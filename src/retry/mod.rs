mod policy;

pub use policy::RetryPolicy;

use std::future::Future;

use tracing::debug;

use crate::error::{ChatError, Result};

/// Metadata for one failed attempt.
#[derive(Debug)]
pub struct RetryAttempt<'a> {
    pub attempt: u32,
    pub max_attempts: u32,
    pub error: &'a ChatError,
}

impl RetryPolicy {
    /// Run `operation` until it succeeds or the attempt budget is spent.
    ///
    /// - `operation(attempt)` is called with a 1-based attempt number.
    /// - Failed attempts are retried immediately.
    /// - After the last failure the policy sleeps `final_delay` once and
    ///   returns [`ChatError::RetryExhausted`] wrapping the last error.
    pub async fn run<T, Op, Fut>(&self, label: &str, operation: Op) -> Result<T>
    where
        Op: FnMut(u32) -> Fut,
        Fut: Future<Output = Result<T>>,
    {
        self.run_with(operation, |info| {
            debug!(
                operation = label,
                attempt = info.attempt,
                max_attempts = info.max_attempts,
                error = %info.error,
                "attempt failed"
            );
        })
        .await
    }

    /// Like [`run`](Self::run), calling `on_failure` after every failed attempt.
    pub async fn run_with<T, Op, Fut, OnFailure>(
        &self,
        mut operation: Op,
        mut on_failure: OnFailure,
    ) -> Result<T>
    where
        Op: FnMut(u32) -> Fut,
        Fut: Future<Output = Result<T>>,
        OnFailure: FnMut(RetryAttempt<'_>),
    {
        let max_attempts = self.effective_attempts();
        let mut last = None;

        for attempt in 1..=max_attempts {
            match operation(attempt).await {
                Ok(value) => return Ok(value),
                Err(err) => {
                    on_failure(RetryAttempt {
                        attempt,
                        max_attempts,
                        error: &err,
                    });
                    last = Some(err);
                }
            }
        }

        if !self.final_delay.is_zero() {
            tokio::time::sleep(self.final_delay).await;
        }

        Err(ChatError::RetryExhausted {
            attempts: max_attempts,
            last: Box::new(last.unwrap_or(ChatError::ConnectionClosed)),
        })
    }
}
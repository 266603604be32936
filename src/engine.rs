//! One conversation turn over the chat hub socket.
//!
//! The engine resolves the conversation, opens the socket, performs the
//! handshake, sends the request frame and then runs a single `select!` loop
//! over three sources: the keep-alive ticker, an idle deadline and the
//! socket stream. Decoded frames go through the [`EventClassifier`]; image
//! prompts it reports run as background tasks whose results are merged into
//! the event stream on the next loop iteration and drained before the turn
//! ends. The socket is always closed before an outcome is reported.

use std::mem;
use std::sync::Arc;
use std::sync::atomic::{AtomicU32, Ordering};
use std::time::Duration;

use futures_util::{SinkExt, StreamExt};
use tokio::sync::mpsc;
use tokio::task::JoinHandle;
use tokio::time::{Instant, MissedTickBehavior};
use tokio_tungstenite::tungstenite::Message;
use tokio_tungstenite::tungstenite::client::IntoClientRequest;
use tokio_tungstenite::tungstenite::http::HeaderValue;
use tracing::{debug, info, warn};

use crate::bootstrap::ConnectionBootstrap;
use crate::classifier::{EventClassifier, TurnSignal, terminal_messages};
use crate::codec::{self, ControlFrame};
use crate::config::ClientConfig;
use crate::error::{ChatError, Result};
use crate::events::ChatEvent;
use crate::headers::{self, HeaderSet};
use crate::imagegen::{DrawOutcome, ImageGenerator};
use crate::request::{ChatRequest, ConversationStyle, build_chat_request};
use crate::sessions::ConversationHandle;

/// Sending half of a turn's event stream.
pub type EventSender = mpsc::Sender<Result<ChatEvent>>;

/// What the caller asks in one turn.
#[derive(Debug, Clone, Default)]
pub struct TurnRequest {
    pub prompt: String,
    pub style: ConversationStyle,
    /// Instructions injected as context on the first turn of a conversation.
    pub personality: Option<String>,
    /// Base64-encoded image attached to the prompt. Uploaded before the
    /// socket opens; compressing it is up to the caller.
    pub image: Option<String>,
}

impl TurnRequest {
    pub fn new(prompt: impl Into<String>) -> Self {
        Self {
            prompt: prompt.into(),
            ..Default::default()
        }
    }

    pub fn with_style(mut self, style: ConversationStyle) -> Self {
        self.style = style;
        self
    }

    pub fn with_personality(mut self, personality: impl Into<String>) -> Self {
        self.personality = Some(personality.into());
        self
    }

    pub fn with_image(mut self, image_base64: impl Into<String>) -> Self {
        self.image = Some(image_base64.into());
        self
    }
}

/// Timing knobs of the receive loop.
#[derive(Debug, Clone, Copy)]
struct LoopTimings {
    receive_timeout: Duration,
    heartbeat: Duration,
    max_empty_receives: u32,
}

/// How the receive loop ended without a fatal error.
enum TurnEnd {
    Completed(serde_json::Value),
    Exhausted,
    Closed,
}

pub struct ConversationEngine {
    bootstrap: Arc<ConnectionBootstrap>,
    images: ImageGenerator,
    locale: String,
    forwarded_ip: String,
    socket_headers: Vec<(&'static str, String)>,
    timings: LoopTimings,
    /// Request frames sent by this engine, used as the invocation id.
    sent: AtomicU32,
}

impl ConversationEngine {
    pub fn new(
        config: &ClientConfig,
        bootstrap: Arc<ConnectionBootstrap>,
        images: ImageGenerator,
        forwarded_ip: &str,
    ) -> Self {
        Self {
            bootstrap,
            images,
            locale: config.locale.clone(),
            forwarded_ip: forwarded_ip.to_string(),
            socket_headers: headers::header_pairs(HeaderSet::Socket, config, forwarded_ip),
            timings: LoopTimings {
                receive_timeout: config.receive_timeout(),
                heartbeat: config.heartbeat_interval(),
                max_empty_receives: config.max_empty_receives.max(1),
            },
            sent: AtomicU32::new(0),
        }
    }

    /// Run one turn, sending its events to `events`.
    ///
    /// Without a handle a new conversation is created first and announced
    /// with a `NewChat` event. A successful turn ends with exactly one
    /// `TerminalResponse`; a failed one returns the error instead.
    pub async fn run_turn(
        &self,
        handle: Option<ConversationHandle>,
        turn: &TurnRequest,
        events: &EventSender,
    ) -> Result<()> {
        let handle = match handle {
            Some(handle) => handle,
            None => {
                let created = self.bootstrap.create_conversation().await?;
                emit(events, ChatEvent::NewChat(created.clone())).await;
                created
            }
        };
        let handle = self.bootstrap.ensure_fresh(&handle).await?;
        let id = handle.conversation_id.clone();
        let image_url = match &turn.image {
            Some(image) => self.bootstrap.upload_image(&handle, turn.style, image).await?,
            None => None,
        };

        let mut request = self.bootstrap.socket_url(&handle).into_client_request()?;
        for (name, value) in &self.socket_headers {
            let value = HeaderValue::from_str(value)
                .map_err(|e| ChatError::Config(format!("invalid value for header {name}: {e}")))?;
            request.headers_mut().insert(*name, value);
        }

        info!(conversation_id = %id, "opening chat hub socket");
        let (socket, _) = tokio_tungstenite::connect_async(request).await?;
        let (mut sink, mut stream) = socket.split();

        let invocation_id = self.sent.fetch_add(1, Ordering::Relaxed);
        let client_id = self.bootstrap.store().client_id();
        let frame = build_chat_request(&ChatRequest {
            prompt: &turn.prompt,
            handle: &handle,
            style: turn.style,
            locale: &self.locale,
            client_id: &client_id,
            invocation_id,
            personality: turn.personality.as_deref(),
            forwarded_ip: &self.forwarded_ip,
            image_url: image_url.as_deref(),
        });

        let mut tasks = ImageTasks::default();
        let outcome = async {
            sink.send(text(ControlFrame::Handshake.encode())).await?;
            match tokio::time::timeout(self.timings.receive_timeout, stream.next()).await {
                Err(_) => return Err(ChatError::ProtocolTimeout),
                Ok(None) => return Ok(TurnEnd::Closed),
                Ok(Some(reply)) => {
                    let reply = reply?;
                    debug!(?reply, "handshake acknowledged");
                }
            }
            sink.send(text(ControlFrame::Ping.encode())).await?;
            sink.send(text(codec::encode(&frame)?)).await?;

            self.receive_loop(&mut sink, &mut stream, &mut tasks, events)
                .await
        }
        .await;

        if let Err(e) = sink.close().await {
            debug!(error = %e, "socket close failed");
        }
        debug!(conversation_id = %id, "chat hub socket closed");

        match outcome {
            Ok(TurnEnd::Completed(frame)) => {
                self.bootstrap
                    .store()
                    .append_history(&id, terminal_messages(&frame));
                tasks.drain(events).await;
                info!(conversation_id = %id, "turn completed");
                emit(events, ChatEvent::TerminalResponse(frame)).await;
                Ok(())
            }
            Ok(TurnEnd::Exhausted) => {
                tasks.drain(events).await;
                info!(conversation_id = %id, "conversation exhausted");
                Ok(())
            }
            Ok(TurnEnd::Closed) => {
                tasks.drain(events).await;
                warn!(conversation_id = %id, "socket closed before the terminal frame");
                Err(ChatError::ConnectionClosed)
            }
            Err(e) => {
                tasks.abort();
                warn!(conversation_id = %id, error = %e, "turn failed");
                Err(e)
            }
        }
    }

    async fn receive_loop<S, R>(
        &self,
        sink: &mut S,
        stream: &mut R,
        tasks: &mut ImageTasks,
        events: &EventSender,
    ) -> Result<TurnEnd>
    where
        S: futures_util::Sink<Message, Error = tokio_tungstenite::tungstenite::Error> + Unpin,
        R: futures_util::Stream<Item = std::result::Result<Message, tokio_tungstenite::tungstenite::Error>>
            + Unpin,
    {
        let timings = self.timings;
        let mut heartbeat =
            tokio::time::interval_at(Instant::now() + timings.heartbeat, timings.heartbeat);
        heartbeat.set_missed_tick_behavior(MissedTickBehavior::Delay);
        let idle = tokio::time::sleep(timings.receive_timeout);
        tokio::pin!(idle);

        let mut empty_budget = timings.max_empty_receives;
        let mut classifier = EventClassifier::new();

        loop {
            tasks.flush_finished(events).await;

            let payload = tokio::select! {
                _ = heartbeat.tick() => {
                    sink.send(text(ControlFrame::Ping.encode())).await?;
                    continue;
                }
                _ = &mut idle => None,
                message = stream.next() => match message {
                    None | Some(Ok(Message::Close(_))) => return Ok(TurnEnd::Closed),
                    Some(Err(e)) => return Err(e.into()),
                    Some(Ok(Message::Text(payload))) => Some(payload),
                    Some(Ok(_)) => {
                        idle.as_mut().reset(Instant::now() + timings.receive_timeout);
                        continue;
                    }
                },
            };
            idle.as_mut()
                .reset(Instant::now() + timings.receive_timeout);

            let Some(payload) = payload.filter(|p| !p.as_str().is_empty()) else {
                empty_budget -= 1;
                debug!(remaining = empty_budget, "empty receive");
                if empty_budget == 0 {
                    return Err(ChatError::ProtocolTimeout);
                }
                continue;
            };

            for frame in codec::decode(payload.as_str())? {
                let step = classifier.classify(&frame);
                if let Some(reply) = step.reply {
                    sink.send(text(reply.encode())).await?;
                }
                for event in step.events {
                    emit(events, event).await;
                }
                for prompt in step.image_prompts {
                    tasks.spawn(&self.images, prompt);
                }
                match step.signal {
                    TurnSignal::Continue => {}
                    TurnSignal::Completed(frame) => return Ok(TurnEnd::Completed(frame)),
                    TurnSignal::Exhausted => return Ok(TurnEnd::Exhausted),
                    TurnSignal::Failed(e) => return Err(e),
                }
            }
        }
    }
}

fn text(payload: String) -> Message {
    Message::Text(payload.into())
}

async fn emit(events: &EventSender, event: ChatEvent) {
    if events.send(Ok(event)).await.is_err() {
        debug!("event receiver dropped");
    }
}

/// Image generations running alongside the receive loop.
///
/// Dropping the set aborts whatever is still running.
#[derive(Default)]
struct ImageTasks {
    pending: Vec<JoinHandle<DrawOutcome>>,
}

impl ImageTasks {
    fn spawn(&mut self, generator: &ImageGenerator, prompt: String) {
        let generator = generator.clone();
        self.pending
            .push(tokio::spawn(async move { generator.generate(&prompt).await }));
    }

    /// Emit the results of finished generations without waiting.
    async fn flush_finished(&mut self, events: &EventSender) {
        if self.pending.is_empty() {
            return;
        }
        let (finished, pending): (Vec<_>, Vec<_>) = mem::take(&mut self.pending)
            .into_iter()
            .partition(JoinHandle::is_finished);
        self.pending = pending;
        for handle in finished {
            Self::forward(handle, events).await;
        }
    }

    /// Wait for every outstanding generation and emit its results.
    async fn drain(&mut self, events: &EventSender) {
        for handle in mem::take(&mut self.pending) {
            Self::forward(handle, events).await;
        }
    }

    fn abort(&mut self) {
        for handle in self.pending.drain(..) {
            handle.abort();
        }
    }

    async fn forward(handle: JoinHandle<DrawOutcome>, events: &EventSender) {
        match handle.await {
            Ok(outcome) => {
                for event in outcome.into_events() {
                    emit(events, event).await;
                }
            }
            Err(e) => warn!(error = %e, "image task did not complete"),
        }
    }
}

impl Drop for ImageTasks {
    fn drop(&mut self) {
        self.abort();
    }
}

········

Among the entries above, copy exactly only the lines starting with the one containing "closed before the" and going through the one containing "warn!(conversation_id = %id, error", both ends included.

                warn!(conversation_id = %id, "socket closed before the terminal frame");
                Err(ChatError::ConnectionClosed)
            }
            Err(e) => {
                tasks.abort();
                warn!(conversation_id = %id, error = %e, "turn failed");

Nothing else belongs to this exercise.